Senin, 23 April 2012

JKT48 Novel Fan Fiction Part 4 (Season 1)

Fan fiction ini adalah lanjutan dari JKT48 Novel Fan fiction Part 1, Part 2, dan Part 3. Karya ini diterbitkan atas kerjasama JKT48 Fanblog dengan fanpage JKT48 Novel, karya teman kita Chikafusa Chikanatsu
Follow juga JKT48 Novel di twitter

JKT48

Di sebuah pelabuhan tempat bersandarnya kapal kapal pada sore hari. Pelabuhan ini lebih cocok dibilang tempat dimana orang orang yang ingin memancing dengan meminjam atau menyewa kapal kapal mini. Tentu banyak sekali kapal kapal yang bersandar pada saat itu. Jumlahnya diatas lima puluhan. Seorang wanita remaja berambut panjang terlihat sedang membersihkan kapal dengan menyikat sisi sisi body kapal dengan sikat lengkap dengan ember berisi air sabun. Pekerjaan ini memang tidak mudah dan menghabiskan banyak sekali energi. Terlihat pancaran wajah keputusasaan dari wanita itu. Air keringatnya mengucur deras dari atas kepala hingga jatuh ke dasar tanah. Tubuhnya sangat kelelahan. Nafasnya naik turun tidak teratur.

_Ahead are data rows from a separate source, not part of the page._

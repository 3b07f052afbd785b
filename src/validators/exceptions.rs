//! Validation diagnostics
//!
//! This module contains the classification of validation failures and the
//! diagnostic carried by every terminal rejection. Formatting a message for
//! humans is left to the caller; the diagnostic only records what failed and
//! where.

use std::fmt;

use serde::{Deserialize, Serialize};

use crate::data_tree::NodeId;

/// Classification of a validation outcome
#[derive(Debug, Clone, Copy, PartialEq, Eq, Hash, Serialize, Deserialize)]
#[serde(rename_all = "kebab-case")]
pub enum ErrorKind {
    /// The node's schema is disabled by if-feature
    Disabled,
    /// A when condition evaluated false
    ConditionFalse,
    /// A when condition cannot be evaluated yet; not an error
    ConditionPending,
    /// State data in an edit or configuration context
    AccessViolation,
    /// Out-of-order node in an rpc request or reply
    OrderViolation,
    /// Second instance of a list entry, leaf-list value or single-instance node
    DuplicateInstance,
    /// Data from two cases of the same choice
    CaseConflict,
    /// A list instance lacks one of its keys
    MissingKey,
    /// A mandatory leaf or choice is absent
    MissingElement,
    /// Fewer instances than min-elements
    TooFewElements,
    /// More instances than max-elements
    TooManyElements,
    /// A unique statement is violated
    UniqueViolation,
}

impl ErrorKind {
    /// Name of the constraint class, as used in reports
    pub fn as_str(&self) -> &'static str {
        match self {
            ErrorKind::Disabled => "disabled",
            ErrorKind::ConditionFalse => "condition-false",
            ErrorKind::ConditionPending => "condition-pending",
            ErrorKind::AccessViolation => "access-violation",
            ErrorKind::OrderViolation => "order-violation",
            ErrorKind::DuplicateInstance => "duplicate-instance",
            ErrorKind::CaseConflict => "case-conflict",
            ErrorKind::MissingKey => "missing-key",
            ErrorKind::MissingElement => "missing-element",
            ErrorKind::TooFewElements => "too-few-elements",
            ErrorKind::TooManyElements => "too-many-elements",
            ErrorKind::UniqueViolation => "unique-violation",
        }
    }

    /// Whether the rejection is final (the node must be removed)
    pub fn is_terminal(&self) -> bool {
        !matches!(self, ErrorKind::ConditionPending)
    }
}

impl fmt::Display for ErrorKind {
    fn fmt(&self, f: &mut fmt::Formatter<'_>) -> fmt::Result {
        f.write_str(self.as_str())
    }
}

/// Diagnostic for one rejected data node
#[derive(Debug, Clone, PartialEq, Eq, Serialize)]
pub struct ValidationError {
    /// Classification
    pub kind: ErrorKind,
    /// Error message
    pub message: String,
    /// Data path of the offending node
    #[serde(skip_serializing_if = "Option::is_none")]
    pub path: Option<String>,
    /// Qualified name of the offending node's schema node
    #[serde(skip_serializing_if = "Option::is_none")]
    pub schema_node: Option<String>,
    /// The constraint that failed (expression, key list, case name, ...)
    #[serde(skip_serializing_if = "Option::is_none")]
    pub constraint: Option<String>,
    /// Additional explanation
    #[serde(skip_serializing_if = "Option::is_none")]
    pub reason: Option<String>,
    /// The offending node, while it is still part of the tree
    #[serde(skip)]
    pub node: Option<NodeId>,
}

impl ValidationError {
    /// Create a new validation error
    pub fn new(kind: ErrorKind, message: impl Into<String>) -> Self {
        Self {
            kind,
            message: message.into(),
            path: None,
            schema_node: None,
            constraint: None,
            reason: None,
            node: None,
        }
    }

    /// Set the path
    pub fn with_path(mut self, path: impl Into<String>) -> Self {
        self.path = Some(path.into());
        self
    }

    /// Set the schema node name
    pub fn with_schema_node(mut self, name: impl Into<String>) -> Self {
        self.schema_node = Some(name.into());
        self
    }

    /// Set the constraint
    pub fn with_constraint(mut self, constraint: impl Into<String>) -> Self {
        self.constraint = Some(constraint.into());
        self
    }

    /// Set the reason
    pub fn with_reason(mut self, reason: impl Into<String>) -> Self {
        self.reason = Some(reason.into());
        self
    }

    /// Set the offending node
    pub fn with_node(mut self, node: NodeId) -> Self {
        self.node = Some(node);
        self
    }
}

impl fmt::Display for ValidationError {
    fn fmt(&self, f: &mut fmt::Formatter<'_>) -> fmt::Result {
        write!(f, "{}", self.message)?;
        if let Some(ref reason) = self.reason {
            write!(f, "\nReason: {}", reason)?;
        }
        if let Some(ref constraint) = self.constraint {
            write!(f, "\nConstraint: {}", constraint)?;
        }
        if let Some(ref path) = self.path {
            write!(f, "\nPath: {}", path)?;
        }
        Ok(())
    }
}

impl std::error::Error for ValidationError {}

#[cfg(test)]
mod tests {
    use super::*;

    #[test]
    fn test_validation_error_display() {
        let err = ValidationError::new(ErrorKind::DuplicateInstance, "duplicate instance of 'entry'")
            .with_reason("key values are equal")
            .with_constraint("key \"name\"")
            .with_path("/ex:top/entry[name='a']");

        let msg = format!("{}", err);
        assert!(msg.contains("duplicate instance of 'entry'"));
        assert!(msg.contains("Reason:"));
        assert!(msg.contains("Constraint:"));
        assert!(msg.contains("Path:"));
    }

    #[test]
    fn test_kind_names() {
        assert_eq!(ErrorKind::CaseConflict.to_string(), "case-conflict");
        assert!(ErrorKind::ConditionFalse.is_terminal());
        assert!(!ErrorKind::ConditionPending.is_terminal());
    }

    #[test]
    fn test_serialize_skips_empty_fields() {
        let err = ValidationError::new(ErrorKind::Disabled, "disabled")
            .with_node(NodeId::from_raw(3));
        let json = serde_json::to_value(&err).unwrap();
        assert_eq!(json["kind"], "disabled");
        assert!(json.get("path").is_none());
        assert!(json.get("node").is_none());
    }
}
//! Deferred-resolution queue
//!
//! Nodes whose `when` condition cannot be decided yet are parked here and
//! re-checked once the rest of the tree has settled. The queue keeps
//! insertion order and holds at most one item per node: pushing a node that
//! is already pending is a no-op.

use std::fmt;

use indexmap::IndexMap;

use crate::data_tree::NodeId;

use super::schemas::SchemaId;

/// Why a node was deferred
#[derive(Debug, Clone, Copy, PartialEq, Eq, Hash)]
pub enum DeferReason {
    /// The node's own `when` condition is undecided
    When,
    /// The `when` condition of an enclosing choice or case is undecided
    CaseWhen(SchemaId),
}

impl fmt::Display for DeferReason {
    fn fmt(&self, f: &mut fmt::Formatter<'_>) -> fmt::Result {
        match self {
            DeferReason::When => write!(f, "when"),
            DeferReason::CaseWhen(id) => write!(f, "when of {}", id),
        }
    }
}

/// One pending node
#[derive(Debug, Clone, Copy, PartialEq, Eq)]
pub struct DeferredItem {
    /// The pending node
    pub node: NodeId,
    /// Reason tag
    pub reason: DeferReason,
}

/// Ordered queue of pending nodes with duplicate suppression
#[derive(Debug, Clone, Default)]
pub struct DeferredQueue {
    items: IndexMap<NodeId, DeferReason>,
}

impl DeferredQueue {
    /// Create an empty queue
    pub fn new() -> Self {
        Self::default()
    }

    /// Append a node; returns false if it was already pending
    pub fn push(&mut self, node: NodeId, reason: DeferReason) -> bool {
        if self.items.contains_key(&node) {
            return false;
        }
        self.items.insert(node, reason);
        true
    }

    /// Whether a node is pending
    pub fn contains(&self, node: NodeId) -> bool {
        self.items.contains_key(&node)
    }

    /// Drop a node from the queue, keeping the order of the others
    pub fn remove(&mut self, node: NodeId) -> Option<DeferReason> {
        self.items.shift_remove(&node)
    }

    /// Number of pending nodes
    pub fn len(&self) -> usize {
        self.items.len()
    }

    /// Check if nothing is pending
    pub fn is_empty(&self) -> bool {
        self.items.is_empty()
    }

    /// Pending items in insertion order
    pub fn iter(&self) -> impl Iterator<Item = DeferredItem> + '_ {
        self.items
            .iter()
            .map(|(node, reason)| DeferredItem { node: *node, reason: *reason })
    }

    /// Take every pending item, leaving the queue empty
    pub fn drain(&mut self) -> Vec<DeferredItem> {
        self.items
            .drain(..)
            .map(|(node, reason)| DeferredItem { node, reason })
            .collect()
    }

    /// Forget every pending item
    pub fn clear(&mut self) {
        self.items.clear();
    }
}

Kemudian Ronald datang menghampirinya. ''Ca, istirahatlah.'' bujuk Ronald.

Wanita itu tidak menghiraukan ucapan Ronald dan terus menyikat. Melihat itu, tiba tiba Ronald mengambil sikat yang dipegang wanita itu. Tanpa banyak kata atau perintah Ronald segera membersihkan kapal. Lebih tepatnya Ronald telah membantu pekerjaan wanita itu.

   ''Kamu ini kenapa? Pekerjaan ku ya pekerjaan ku. Pekerjaan mu ya pekerjaan mu. Jangan sok peduli denganku.'' ucap heran wanita itu.
Ronald tertawa menanggapinya. ''Aku ini masih punya banyak tenaga. Lagipula pekerjaan ku sudah selesai. Jadi, kamu tinggal duduk manis saja menunggu ini semua. Selesai.''
   ''Kamu ini ngomong apa? Sini biar aku aja yang mengerjakannya.''

Wanita itu berusaha mengambil sikatnya dari tangan Ronald. Namun Ronald menhindarnya.
   ''Jangan main main.'' kesal wanita itu.
   ''Siapa yang main main.'' balas Ronald dengan wajah kejahilannya itu. Seperti ada sesuatu yang disembunyikannya. Memang, tidak biasanya Ronald membantu jatah pekerjaan wanita itu. Mereka berdua sama sama bekerja di pelabuhan itu. Pekerjaan mereka tidak besar, bisa dibilang pekerjaan sambilan. Kerjanya hanya menyikat body kapal dari lumut yang menempel. Upah mereka pun hanya sebesar sepuluh ribu rupiah saja sehari. Biasanya mereka bekerja dari sore hingga matahari terbenam.

   ''Sudah ku bilang, kamu tinggal duduk manis saja sampai aku menyelesaikan semua ini.'' tambah Ronald.
Wanita itu kesal karena tidak bisa menebak isi hati Ronald. Sebenarnya dia itu kenapa? Kenapa dia suka sekali membuat orang penasaran. Apa yang akan dia rencanakan? Tau ah.
Dengan wajah kesal wanita itu meninggalkan Ronald. Berjalan dengan langkah tergesa gesa.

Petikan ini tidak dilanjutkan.